Brasilia

Il cuore geografico del Brasile è rappresentato dalla regione del Planalto Centrale (stati di Goiàs, Tocatins e parte del Mato Grosso).
Fino a 50 anni fa questa era una zona agricola collegata al resto del paese da viottoli di campagna.
La fondazione della capitale Brasilia, alla fine degli anni cinquanta, spostò il centro di gravità del Brasile dalla costa verso l’interno.
Indipendentemente dai gusti personali bisogna ammettere che Brasilia è unica: tra le città progettate a tavolino è la più grande, bella del mondo e rappresenta una motivazione più che sufficiente per una visita dell’altopiano centrale.
L’architettura urbana di Brasilia è straordinaria: all’arrivo all’aereoporto già ci si trova catapultati in un romanzo di fantascienza e la città, soprattutto nell’area centrale, ha un aspetto da era spaziale.
Il padre di Brasilia è il suo Presidente Juscelino Kubitschek che eletto nel 1956 mantenne la promessa che se avesse vinto le elezioni, avrebbe costruito la città portandola a termine entro la fine del mandato.
L'archittetto della città fu Oscar Niemeyer uno dei migliori allievi di Le Corbusier, affiancato da Lucio Costa che si occupò dell’impianto urbano.
Costa realizzò una pianta totografica la cui forma richiama un uccello in volo o un aereo. Vista dal cielo Brasilia sembra davvero levarsi in volo con le ali spiegate.
Gli edifici pubblici, i ministeri sono allineati lungo il corpo seguendo un lunghissimo viale di 8 km (Eixo Monumental) alle estremità, lungo le ali si snodano i quartieri commerciali e residenziali.
L’attrazione principale delle città è la singolarità dell’ambiente dovuta alla sua incredibile architettura.
Il cielo azzurro che fa da sfondo alla città crea un forte contrasto con gli edifici moderni, il verde dei suoi viali e la terra rossa tipica del planalto.

Da non perdere
La Catedral Metropolitana Nostra Senhora Aparecida uno degli edifici più originali di Brasilia, sorge nel punto esatto in cui Brasilia fu inaugurata nel 1960 ed ha la forma di un calice capovolto formato da 16 bracci (che sommati danno il numero 7)
Il Tempio della Buona Volontà, tempio della nuova e rivoluzionaria concezione dell'amore al Padre Universale.
Il tempio porta sulla sua sommità un cristallo di quarzo del peso di 21 kg!
Il santuario Don Bosco.

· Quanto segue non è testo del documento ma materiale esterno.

// =============================================================================
// Receipt Errors
// =============================================================================

/// One failing field of a receipt.
#[derive(Debug, Clone, PartialEq, Error)]
pub enum ReceiptFieldError {
    #[error("purchase date: {0}")]
    PurchaseDate(#[source] DateError),

    #[error("purchase time: {0}")]
    PurchaseTime(#[source] TimeError),

    /// `index` is the zero-based position in the submitted item list.
    #[error("item {index}: {source}")]
    Item { index: usize, source: LineItemError },

    #[error("total \"{input}\": {source}")]
    Total {
        input: String,
        source: ParseFloatError,
    },

    #[error("declared total {declared} does not match the sum of items {computed}")]
    TotalMismatch { declared: f64, computed: f64 },
}

impl ReceiptFieldError {
    pub fn kind(&self) -> ErrorKind {
        match self {
            ReceiptFieldError::PurchaseDate(e) => e.kind(),
            ReceiptFieldError::PurchaseTime(e) => e.kind(),
            ReceiptFieldError::Item { source, .. } => source.kind(),
            ReceiptFieldError::Total { .. } => ErrorKind::ParsingFailure,
            ReceiptFieldError::TotalMismatch { .. } => ErrorKind::InvalidValue,
        }
    }
}

/// Receipt parsing and validation errors.
///
/// Both variants carry the best-effort [`Receipt`] so the caller can inspect
/// what was understood before deciding to reject it.
#[derive(Debug, Clone, PartialEq, Error)]
pub enum ReceiptError {
    /// One or more fields could not be interpreted.
    ///
    /// ## User Workflow
    /// ```text
    /// date ──► ok        ┐
    /// time ──► ok        │
    /// item 0 ► ok        ├──► ParsingFailure { causes: [item 1, total] }
    /// item 1 ► EmptyPrice│
    /// total ─► bad float ┘
    /// ```
    #[error("({id}) failed to parse receipt: {causes}")]
    ParsingFailure {
        id: String,
        input: Box<UnparsedReceipt>,
        receipt: Box<Receipt>,
        causes: ErrorList<ReceiptFieldError>,
    },

    /// Every field parsed, but the receipt is not consistent.
    #[error("({id}) invalid receipt: {causes}")]
    InvalidReceipt {
        id: String,
        receipt: Box<Receipt>,
        causes: ErrorList<ReceiptFieldError>,
    },
}

impl ReceiptError {
    pub fn kind(&self) -> ErrorKind {
        match self {
            ReceiptError::ParsingFailure { .. } => ErrorKind::ParsingFailure,
            ReceiptError::InvalidReceipt { .. } => ErrorKind::InvalidValue,
        }
    }

    /// The receipt id the failed parse was attempted for.
    pub fn id(&self) -> &str {
        match self {
            ReceiptError::ParsingFailure { id, .. } | ReceiptError::InvalidReceipt { id, .. } => {
                id
            }
        }
    }

    /// The individual field failures.
    pub fn causes(&self) -> &ErrorList<ReceiptFieldError> {
        match self {
            ReceiptError::ParsingFailure { causes, .. }
            | ReceiptError::InvalidReceipt { causes, .. } => causes,
        }
    }

    /// The best-effort receipt built before the failure was reported.
    pub fn receipt(&self) -> &Receipt {
        match self {
            ReceiptError::ParsingFailure { receipt, .. }
            | ReceiptError::InvalidReceipt { receipt, .. } => receipt,
        }
    }

    pub fn into_receipt(self) -> Receipt {
        match self {
            ReceiptError::ParsingFailure { receipt, .. }
            | ReceiptError::InvalidReceipt { receipt, .. } => *receipt,
        }
    }

    /// True when any cause is of the given kind.
    pub fn has_cause_kind(&self, kind: ErrorKind) -> bool {
        self.causes().iter().any(|cause| cause.kind() == kind)
    }
}

/// Convenience type alias for receipt parse results.
pub type ReceiptResult<T> = Result<T, ReceiptError>;

// =============================================================================
// Unit Tests
// =============================================================================

#[cfg(test)]
mod tests {
    use super::*;

    #[test]
    fn test_error_list_display_joins_causes() {
        let list: ErrorList<DateError> = vec![DateError::EmptyInput, DateError::EmptyInput]
            .into_iter()
            .collect();
        assert_eq!(
            list.to_string(),
            "cannot parse a date from an empty string; cannot parse a date from an empty string"
        );
        assert_eq!(list.len(), 2);
        assert!(ErrorList::<DateError>::new().to_string().is_empty());
    }

    #[test]
    fn test_parse_component_keeps_going() {
        let mut causes = ErrorList::new();
        let year: u16 = parse_component(Component::Year, "2022", &mut causes);
        let month: u8 = parse_component(Component::Month, "x1", &mut causes);
        let day: u8 = parse_component(Component::Day, "300", &mut causes);

        assert_eq!(year, 2022);
        assert_eq!(month, 0);
        assert_eq!(day, 0);
        assert_eq!(causes.len(), 2);
        assert_eq!(causes.iter().next().map(|c| c.component), Some(Component::Month));
    }

    #[test]
    fn test_strip_spaces_and_numeric() {
        assert_eq!(strip_spaces(" 20 22-01-01 "), "2022-01-01");
        assert!(is_numeric("0123"));
        assert!(!is_numeric("12a"));
        assert!(!is_numeric("١٢"));
    }

    #[test]
    fn test_syntax_messages() {
        let err = DateError::InvalidSyntax {
            input: "2005-02".to_string(),
            reason: DateSyntax::Length(7),
        };
        assert_eq!(
            err.to_string(),
            "invalid date syntax \"2005-02\": expected 10 characters, found 7 (valid format is YYYY-MM-DD)"
        );
        assert_eq!(err.kind(), ErrorKind::InvalidSyntax);
    }

    #[test]
    fn test_field_error_kind_follows_inner_error() {
        let cause = ReceiptFieldError::Item {
            index: 2,
            source: LineItemError::EmptyPrice {
                description: "Gatorade".to_string(),
            },
        };
        assert_eq!(cause.kind(), ErrorKind::EmptyInput);
        assert_eq!(
            cause.to_string(),
            "item 2: cannot parse the price of \"Gatorade\" from an empty string"
        );

        let mismatch = ReceiptFieldError::TotalMismatch {
            declared: 10.0,
            computed: 8.87,
        };
        assert_eq!(mismatch.kind(), ErrorKind::InvalidValue);
    }
}
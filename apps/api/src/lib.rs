//! # Receipt API
//!
//! HTTP server that scores submitted receipts.
//!
//! ## Architecture
//! ```text
//! ┌─────────────────────────────────────────────────────────────────────────┐
//! │                          Receipt API Server                             │
//! │                                                                         │
//! │  ┌────────────────┐  ┌──────────────────┐  ┌──────────────────────────┐│
//! │  │  routes        │  │  processor       │  │  receipt-store           ││
//! │  │                │  │                  │  │                          ││
//! │  │ • process      │─►│ • assign uuid    │─►│ • MemoryStore            ││
//! │  │ • points       │  │ • parse/validate │  │                          ││
//! │  │ • receipt      │  │ • score          │  │                          ││
//! │  │ • health       │  │                  │  │                          ││
//! │  └────────────────┘  └──────────────────┘  └──────────────────────────┘│
//! └─────────────────────────────────────────────────────────────────────────┘
//! ```
//!
//! ## Configuration
//! Environment variables:
//! - `RECEIPTS_BIND_ADDR` - Bind address (default: 0.0.0.0)
//! - `RECEIPTS_PORT` - HTTP port (default: 8080)
//! - `RECEIPTS_VALIDATE` - Validate receipts before scoring (default: true)
//! - `RECEIPTS_LOG_FILTER` - Log filter when `RUST_LOG` is unset (default: info)

pub mod config;
pub mod error;
pub mod processor;
pub mod routes;

use std::sync::Arc;

use receipt_store::{MemoryStore, ReceiptStore};

// Re-exports
pub use config::{ApiConfig, ConfigError};
pub use error::{ApiError, ApiResult, ErrorCode};
pub use processor::ReceiptProcessor;
pub use routes::router;

/// Shared application state.
pub struct AppState {
    pub processor: ReceiptProcessor,
}

impl AppState {
    pub fn new(store: Arc<dyn ReceiptStore>, config: &ApiConfig) -> Self {
        AppState {
            processor: ReceiptProcessor::new(store, config.validate),
        }
    }

    /// State backed by a fresh [`MemoryStore`].
    pub fn in_memory(config: &ApiConfig) -> Self {
        Self::new(Arc::new(MemoryStore::new()), config)
    }
}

La storia racconta che nel 1883 un giovane sacerdote italiano, Giovanni Bosco, profetizzò la nascita di una nuova civiltà, tra il 15° ed il 20° parallelo la cui capitale sarebbe sorta sulle rive di un lago artificiale: molti vedono in Brasilia questa città. Il Santuario dedicato a Don Bosco nella città di Brasilia è imponente ed è caratterizzato da colonne di cemento e da vetrate azzurre decorate.